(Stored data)
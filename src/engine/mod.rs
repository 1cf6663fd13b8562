//! # Speech Recognition Engine Interface
//!
//! The relay never talks to a speech provider directly; it goes through the
//! traits in this module. `RecognitionEngine` opens streams and serves
//! one-shot requests, `EngineStream` accepts audio for an open stream, and
//! `EngineEventSink` receives recognition events as they happen.
//!
//! The sink is a trait with one method per event kind rather than a single
//! callback taking an event enum. Provider bindings call exactly the methods
//! they support, and test doubles override only what a scenario needs.

pub mod azure;

use async_trait::async_trait;
use std::fmt;
use std::sync::Arc;

use crate::config::AudioConfig;

/// How the recognizer should treat the spoken language.
#[derive(Debug, Clone)]
pub enum LanguageMode {
    /// Recognize exactly this locale.
    Exact(String),
    /// Identify the language continuously from this candidate list.
    AutoDetect(Vec<String>),
}

/// Everything a provider binding needs to open one recognition stream.
#[derive(Debug, Clone)]
pub struct StreamSettings {
    pub language: LanguageMode,
    pub format: AudioConfig,
    pub initial_silence_timeout_ms: u32,
    pub end_silence_timeout_ms: u32,
}

/// Result of a one-shot (non-streaming) transcription.
#[derive(Debug, Clone)]
pub struct OneShotTranscription {
    pub text: String,
    pub language: Option<String>,
    pub language_probability: Option<f64>,
}

/// Receives recognition events from an open engine stream.
///
/// Implementations must be cheap and non-blocking; provider bindings call
/// these methods from their network read loops. The typical implementation
/// pushes onto an unbounded channel and returns.
pub trait EngineEventSink: Send + Sync {
    /// The service accepted the stream and recognition is live.
    fn session_started(&self);

    /// An interim hypothesis for the current utterance.
    fn partial(&self, text: String, detected_language: Option<String>);

    /// A finalized utterance.
    fn final_result(&self, text: String, detected_language: Option<String>);

    /// The service aborted the stream. The stream is dead after this.
    fn canceled(&self, error: EngineError);

    /// The service ended the stream cleanly (end of turn, end of audio).
    fn session_stopped(&self);
}

/// An open recognition stream accepting audio.
#[async_trait]
pub trait EngineStream: Send {
    /// Forwards one chunk of PCM audio to the service.
    async fn write_audio(&mut self, chunk: Vec<u8>) -> Result<(), EngineError>;

    /// Signals end of audio and releases the stream. Events already in
    /// flight may still arrive at the sink afterwards.
    async fn close(self: Box<Self>);
}

/// A speech recognition provider.
#[async_trait]
pub trait RecognitionEngine: Send + Sync {
    /// True when credentials are present and streams can be opened.
    fn is_configured(&self) -> bool;

    /// Short provider label for health reporting.
    fn provider_name(&self) -> &'static str;

    /// Opens a streaming recognition session. Events flow to `sink` until
    /// the stream is closed or canceled.
    async fn open_stream(
        &self,
        settings: StreamSettings,
        sink: Arc<dyn EngineEventSink>,
    ) -> Result<Box<dyn EngineStream>, EngineError>;

    /// Transcribes a complete audio clip in one call. Used by the HTTP
    /// fallback endpoint; streaming sessions never go through here.
    async fn transcribe_once(
        &self,
        audio: Vec<u8>,
        language: Option<String>,
    ) -> Result<OneShotTranscription, EngineError>;
}

/// Classifies engine failures by how the relay should react.
#[derive(Debug, Clone, Copy, PartialEq, Eq)]
pub enum EngineErrorKind {
    /// Missing or rejected credentials. Not retryable; the operator must fix
    /// the deployment.
    Authentication,
    /// The request itself was invalid (unsupported format, bad parameters).
    Configuration,
    /// Momentary service-side failures: quota exhaustion, throttling,
    /// timeouts. Worth one automatic stream re-open.
    Transient,
    /// Everything else. The session reports it and shuts down.
    Fatal,
}

/// An error reported by a recognition engine.
#[derive(Debug, Clone)]
pub struct EngineError {
    pub kind: EngineErrorKind,
    pub message: String,
}

impl EngineError {
    pub fn authentication(message: impl Into<String>) -> Self {
        Self {
            kind: EngineErrorKind::Authentication,
            message: message.into(),
        }
    }

    pub fn configuration(message: impl Into<String>) -> Self {
        Self {
            kind: EngineErrorKind::Configuration,
            message: message.into(),
        }
    }

    pub fn transient(message: impl Into<String>) -> Self {
        Self {
            kind: EngineErrorKind::Transient,
            message: message.into(),
        }
    }

    pub fn fatal(message: impl Into<String>) -> Self {
        Self {
            kind: EngineErrorKind::Fatal,
            message: message.into(),
        }
    }

    /// True for failures that justify one automatic stream re-open.
    pub fn is_transient(&self) -> bool {
        self.kind == EngineErrorKind::Transient
    }
}

impl fmt::Display for EngineError {
    fn fmt(&self, f: &mut fmt::Formatter<'_>) -> fmt::Result {
        let kind = match self.kind {
            EngineErrorKind::Authentication => "authentication",
            EngineErrorKind::Configuration => "configuration",
            EngineErrorKind::Transient => "transient",
            EngineErrorKind::Fatal => "fatal",
        };
        write!(f, "{} error: {}", kind, self.message)
    }
}

impl std::error::Error for EngineError {}

#[cfg(test)]
mod tests {
    use super::*;

    #[test]
    fn test_transient_classification() {
        assert!(EngineError::transient("quota exceeded").is_transient());
        assert!(!EngineError::authentication("bad key").is_transient());
        assert!(!EngineError::fatal("connection lost").is_transient());
    }

    #[test]
    fn test_error_display() {
        let err = EngineError::transient("quota exceeded");
        assert_eq!(err.to_string(), "transient error: quota exceeded");

        let err = EngineError::authentication("invalid subscription key");
        assert_eq!(
            err.to_string(),
            "authentication error: invalid subscription key"
        );
    }
}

**WHAT THE TASK ASKS:** Each line in the data that holds the string "service" must be returned.

**SOLUTION TO THIS EXERCISE:**
    /// The service accepted the stream and recognition is live.
    /// The service aborted the stream. The stream is dead after this.
    /// The service ended the stream cleanly (end of turn, end of audio).
    /// Forwards one chunk of PCM audio to the service.
    /// Momentary service-side failures: quota exhaustion, throttling,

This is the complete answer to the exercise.